Taking the line with "Storage-provider chunk granularity." as the first and the last line of the entries as the final one, copy that span exactly.

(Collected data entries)
● ● ● ● ●
//! Wire-level pieces of the endpoint's resumable-upload protocol.
//!
//! Session creation, byte-range-tagged chunk requests, the committed-offset
//! query, and the finalize marker. The header names and status conventions
//! are the storage provider's contract and are not ours to redesign.

use reqwest::StatusCode;

use crate::FailureKind;

/// Marks a POST against the signed URL as a session-creation request.
pub const RESUMABLE_START_HEADER: &str = "x-goog-resumable";
pub const RESUMABLE_START_VALUE: &str = "start";

/// Declares the eventual object size at initiation, when known.
pub const UPLOAD_CONTENT_LENGTH_HEADER: &str = "x-upload-content-length";

/// Status the endpoint uses to acknowledge bytes without finalizing.
pub const RESUME_INCOMPLETE: u16 = 308;

/// Formats the `Content-Range` value for a data chunk starting at `start`.
///
/// `total` is `None` while the stream length is still unknown; the final
/// chunk of an unknown-length stream carries its exact total instead.
pub fn content_range(start: u64, len: usize, total: Option<u64>) -> String {
    let end = start + len as u64 - 1;
    match total {
        Some(t) => format!("bytes {start}-{end}/{t}"),
        None => format!("bytes {start}-{end}/*"),
    }
}

/// Formats the `Content-Range` value for a status query or finalize marker
/// (no body bytes).
pub fn content_range_marker(total: Option<u64>) -> String {
    match total {
        Some(t) => format!("bytes */{t}"),
        None => "bytes */*".to_string(),
    }
}

/// Extracts the committed offset from a `Range: bytes=0-<end>` response
/// header.
///
/// A missing or malformed header means the endpoint has nothing durable
/// yet, which callers treat as offset 0.
pub fn committed_from_range(header: Option<&str>) -> Option<u64> {
    let value = header?.trim();
    let end = value.strip_prefix("bytes=")?.split('-').nth(1)?;
    end.parse::<u64>().ok().map(|e| e + 1)
}

/// Classifies a rejection status from the endpoint.
pub fn classify_rejection(status: StatusCode) -> FailureKind {
    match status.as_u16() {
        400 => FailureKind::UrlInvalid,
        401 | 403 => FailureKind::UrlExpired,
        _ => FailureKind::RemoteRejected,
    }
}
#[cfg(test)]
mod tests {
    use super::*;
    use longhaul_source::MemorySource;

    fn new_session(data: &[u8]) -> ResumableUploadSession {
        ResumableUploadSession::new(
            Box::new(MemorySource::new(data.to_vec())),
            SignedUploadUrl::new("https://storage.test/u?sig=x"),
            SessionConfig::default(),
        )
        .unwrap()
    }

    #[test]
    fn new_session_starts_initiating() {
        let session = new_session(b"abc");
        assert_eq!(*session.state(), SessionState::Initiating);
        assert!(session.session_uri().is_none());
    }

    #[test]
    fn chunk_size_rounds_up_to_granularity() {
        let session = ResumableUploadSession::new(
            Box::new(MemorySource::new(vec![0u8; 16])),
            SignedUploadUrl::new("https://storage.test/u"),
            SessionConfig {
                chunk_size: CHUNK_GRANULARITY + 1,
                ..SessionConfig::default()
            },
        )
        .unwrap();
        assert_eq!(session.config.chunk_size, 2 * CHUNK_GRANULARITY);
    }

    #[test]
    fn tiny_chunk_size_clamps_to_granularity() {
        let session = ResumableUploadSession::new(
            Box::new(MemorySource::new(vec![0u8; 16])),
            SignedUploadUrl::new("https://storage.test/u"),
            SessionConfig {
                chunk_size: 1,
                ..SessionConfig::default()
            },
        )
        .unwrap();
        assert_eq!(session.config.chunk_size, CHUNK_GRANULARITY);
    }

    #[test]
    fn backoff_grows_and_caps() {
        let mut session = new_session(b"abc");
        session.config.initial_backoff = Duration::from_millis(100);
        session.config.max_backoff = Duration::from_millis(450);

        session.attempts = 0;
        assert_eq!(session.backoff(), Duration::from_millis(100));
        session.attempts = 1;
        assert_eq!(session.backoff(), Duration::from_millis(200));
        session.attempts = 2;
        assert_eq!(session.backoff(), Duration::from_millis(400));
        session.attempts = 3;
        assert_eq!(session.backoff(), Duration::from_millis(450));
        session.attempts = 60;
        assert_eq!(session.backoff(), Duration::from_millis(450));
    }

    #[tokio::test]
    async fn run_before_initiate_fails() {
        let session = new_session(b"abc");
        let err = session.run().await.unwrap_err();
        assert_eq!(err.kind, FailureKind::RemoteRejected);
    }

    #[tokio::test]
    async fn finalize_before_initiate_fails() {
        let mut session = new_session(b"");
        assert!(session.finalize().await.is_err());
    }
}
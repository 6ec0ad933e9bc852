//! In-process fake of the storage endpoint's resumable-upload protocol.
//!
//! Serves one request per connection (the connection always closes after
//! the response), stores acknowledged bytes, and exposes fault-injection
//! knobs: reject initiation, reject chunks, drop a connection without
//! responding, and acknowledge more than it durably retains.

use std::collections::HashMap;
use std::sync::{Arc, Mutex, MutexGuard};

use tokio::io::{AsyncReadExt, AsyncWriteExt};
use tokio::net::{TcpListener, TcpStream};

pub struct FakeStore {
    /// Pre-signed upload URL pointing at this fake.
    pub signed_url: String,
    /// Session URI handed out at initiation.
    pub session_uri: String,
    state: Arc<Mutex<StoreState>>,
}

#[derive(Default)]
pub struct StoreState {
    /// Durably stored object bytes.
    pub data: Vec<u8>,
    pub completed: bool,
    pub initiations: usize,
    pub chunk_puts: usize,
    pub marker_puts: usize,
    /// Byte ranges of accepted chunks, in arrival order.
    pub chunk_ranges: Vec<(u64, u64)>,

    // Fault injection.
    /// Respond to session creation with this status.
    pub reject_initiation: Option<u16>,
    /// Respond to every data chunk with this status.
    pub reject_chunks: Option<u16>,
    /// Acknowledge the next chunk in full but durably retain only this
    /// many total bytes (one-shot).
    pub retain_only: Option<usize>,
    /// Once at least this many bytes are stored, close the connection of
    /// the next data chunk without responding (one-shot).
    pub drop_when_stored: Option<usize>,
}

enum Plan {
    /// Close the connection without writing anything.
    Drop,
    Respond {
        status: u16,
        headers: Vec<(String, String)>,
    },
}

impl FakeStore {
    pub async fn start() -> Self {
        let listener = TcpListener::bind("127.0.0.1:0").await.unwrap();
        let port = listener.local_addr().unwrap().port();
        let base = format!("http://127.0.0.1:{port}");
        let session_uri = format!("{base}/session/1");
        let state = Arc::new(Mutex::new(StoreState::default()));

        let srv_state = state.clone();
        let srv_uri = session_uri.clone();
        tokio::spawn(async move {
            loop {
                let Ok((stream, _)) = listener.accept().await else {
                    break;
                };
                let state = srv_state.clone();
                let uri = srv_uri.clone();
                tokio::spawn(async move {
                    handle(stream, state, uri).await;
                });
            }
        });

        Self {
            signed_url: format!("{base}/bucket/object?sig=ok"),
            session_uri,
            state,
        }
    }

    pub fn state(&self) -> MutexGuard<'_, StoreState> {
        self.state.lock().unwrap()
    }
}

async fn handle(mut stream: TcpStream, state: Arc<Mutex<StoreState>>, session_uri: String) {
    let Some(req) = read_request(&mut stream).await else {
        return;
    };

    let plan = plan_response(&req, &state, &session_uri);
    match plan {
        Plan::Drop => {}
        Plan::Respond { status, headers } => {
            let reason = match status {
                200 => "OK",
                201 => "Created",
                308 => "Resume Incomplete",
                _ => "Error",
            };
            let mut resp = format!("HTTP/1.1 {status} {reason}\r\n");
            for (name, value) in headers {
                resp.push_str(&format!("{name}: {value}\r\n"));
            }
            resp.push_str("Content-Length: 0\r\nConnection: close\r\n\r\n");
            let _ = stream.write_all(resp.as_bytes()).await;
            let _ = stream.shutdown().await;
        }
    }
}

fn plan_response(req: &Request, state: &Arc<Mutex<StoreState>>, session_uri: &str) -> Plan {
    let mut s = state.lock().unwrap();

    if req.method == "POST" {
        s.initiations += 1;
        return match s.reject_initiation {
            Some(status) => Plan::Respond {
                status,
                headers: vec![],
            },
            None => Plan::Respond {
                status: 201,
                headers: vec![("Location".into(), session_uri.to_string())],
            },
        };
    }

    let range = req
        .headers
        .get("content-range")
        .cloned()
        .unwrap_or_default();

    // Marker PUT: committed-offset query or finalize.
    if let Some(total) = range.strip_prefix("bytes */") {
        s.marker_puts += 1;
        if s.completed {
            return Plan::Respond {
                status: 200,
                headers: vec![],
            };
        }
        if total != "*"
            && let Ok(n) = total.parse::<usize>()
            && n == s.data.len()
        {
            s.completed = true;
            return Plan::Respond {
                status: 200,
                headers: vec![],
            };
        }
        return resume_incomplete(s.data.len());
    }

    // Data chunk.
    let Some((start, end, total)) = parse_chunk_range(&range) else {
        return Plan::Respond {
            status: 400,
            headers: vec![],
        };
    };

    if let Some(limit) = s.drop_when_stored
        && s.data.len() >= limit
    {
        s.drop_when_stored = None;
        return Plan::Drop;
    }
    if let Some(status) = s.reject_chunks {
        return Plan::Respond {
            status,
            headers: vec![],
        };
    }

    s.chunk_puts += 1;
    if start != s.data.len() as u64 {
        // Contiguity violation: the client sent a range the store cannot
        // append.
        return Plan::Respond {
            status: 400,
            headers: vec![],
        };
    }

    s.chunk_ranges.push((start, end));
    s.data.extend_from_slice(&req.body);
    let ack_end = s.data.len();
    if let Some(keep) = s.retain_only.take() {
        s.data.truncate(keep);
    }

    if let Some(t) = total
        && end + 1 == t
    {
        s.completed = true;
        return Plan::Respond {
            status: 200,
            headers: vec![],
        };
    }
    resume_incomplete(ack_end)
}

fn resume_incomplete(acked: usize) -> Plan {
    let mut headers = vec![];
    if acked > 0 {
        headers.push(("Range".into(), format!("bytes=0-{}", acked - 1)));
    }
    Plan::Respond {
        status: 308,
        headers,
    }
}

fn parse_chunk_range(value: &str) -> Option<(u64, u64, Option<u64>)> {
    let rest = value.strip_prefix("bytes ")?;
    let (range, total) = rest.split_once('/')?;
    let (start, end) = range.split_once('-')?;
    let total = if total == "*" {
        None
    } else {
        Some(total.parse().ok()?)
    };
    Some((start.parse().ok()?, end.parse().ok()?, total))
}

struct Request {
    method: String,
    headers: HashMap<String, String>,
    body: Vec<u8>,
}

async fn read_request(stream: &mut TcpStream) -> Option<Request> {
    let mut buf = Vec::new();
    let mut tmp = [0u8; 8192];

    // Read until the end of the header block.
    let header_end = loop {
        if let Some(pos) = find_header_end(&buf) {
            break pos;
        }
        let n = stream.read(&mut tmp).await.ok()?;
        if n == 0 {
            return None;
        }
        buf.extend_from_slice(&tmp[..n]);
    };

    let head = String::from_utf8_lossy(&buf[..header_end]).into_owned();
    let mut lines = head.lines();
    let request_line = lines.next()?;
    let method = request_line.split_whitespace().next()?.to_string();

    let mut headers = HashMap::new();
    for line in lines {
        if let Some((name, value)) = line.split_once(':') {
            headers.insert(name.trim().to_lowercase(), value.trim().to_string());
        }
    }

    let content_length: usize = headers
        .get("content-length")
        .and_then(|v| v.parse().ok())
        .unwrap_or(0);

    let mut body = buf[header_end + 4..].to_vec();
    while body.len() < content_length {
        let n = stream.read(&mut tmp).await.ok()?;
        if n == 0 {
            return None;
        }
        body.extend_from_slice(&tmp[..n]);
    }
    body.truncate(content_length);

    Some(Request {
        method,
        headers,
        body,
    })
}

fn find_header_end(buf: &[u8]) -> Option<usize> {
    buf.windows(4).position(|w| w == b"\r\n\r\n")
}
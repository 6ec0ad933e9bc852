//! Wire protocol types for Longhaul hub-agent communication.
//!
//! The hub and agent exchange action requests and results through an
//! external transport; this crate defines the payloads and the message
//! envelope they ride in. File bytes never appear here; they go straight
//! from the agent to the object store.

pub mod envelope;
pub mod messages;
pub mod types;

pub use envelope::{Message, MessageType};
pub use messages::{CollectLargeFileArgs, CollectLargeFileResult};
pub use types::{ErrorCode, Fault, PathSpec, SignedUploadUrl};
//! Resumable upload sessions against pre-signed object-store URLs.
//!
//! This is the transfer core: one session owns one signed URL and one byte
//! source, negotiates a server-side upload session, streams byte-range-tagged
//! chunks, and survives interruptions by re-reading the committed offset from
//! the endpoint before sending another byte.

mod session;
mod wire;

pub use session::{
    FailureKind, ResumableUploadSession, SessionConfig, SessionState, TransferSummary,
};

/// Storage-provider chunk granularity.
///
/// Every chunk except the last must be a multiple of this; the session
/// rounds configured chunk sizes up to it.
pub const CHUNK_GRANULARITY: usize = 256 * 1024;

/// Default chunk size: 8 MiB.
///
/// Larger chunks reduce per-chunk overhead (request round trips, digest
/// updates); the cost is a larger resend window after an interruption.
pub const DEFAULT_CHUNK_SIZE: usize = 8 * 1024 * 1024;

/// Terminal upload failure, classified and carrying the last byte position
/// the endpoint durably acknowledged.
#[derive(Debug, Clone, thiserror::Error)]
#[error("{kind} (committed {committed}): {message}")]
pub struct UploadError {
    pub kind: FailureKind,
    pub committed: u64,
    pub message: String,
}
● ● ● ● ●
Exercise answer.
/// Storage-provider chunk granularity.
///
/// Every chunk except the last must be a multiple of this; the session
/// rounds configured chunk sizes up to it.
pub const CHUNK_GRANULARITY: usize = 256 * 1024;

/// Default chunk size: 8 MiB.
///
/// Larger chunks reduce per-chunk overhead (request round trips, digest
/// updates); the cost is a larger resend window after an interruption.
pub const DEFAULT_CHUNK_SIZE: usize = 8 * 1024 * 1024;

/// Terminal upload failure, classified and carrying the last byte position
/// the endpoint durably acknowledged.
#[derive(Debug, Clone, thiserror::Error)]
#[error("{kind} (committed {committed}): {message}")]
pub struct UploadError {
    pub kind: FailureKind,
    pub committed: u64,
    pub message: String,
}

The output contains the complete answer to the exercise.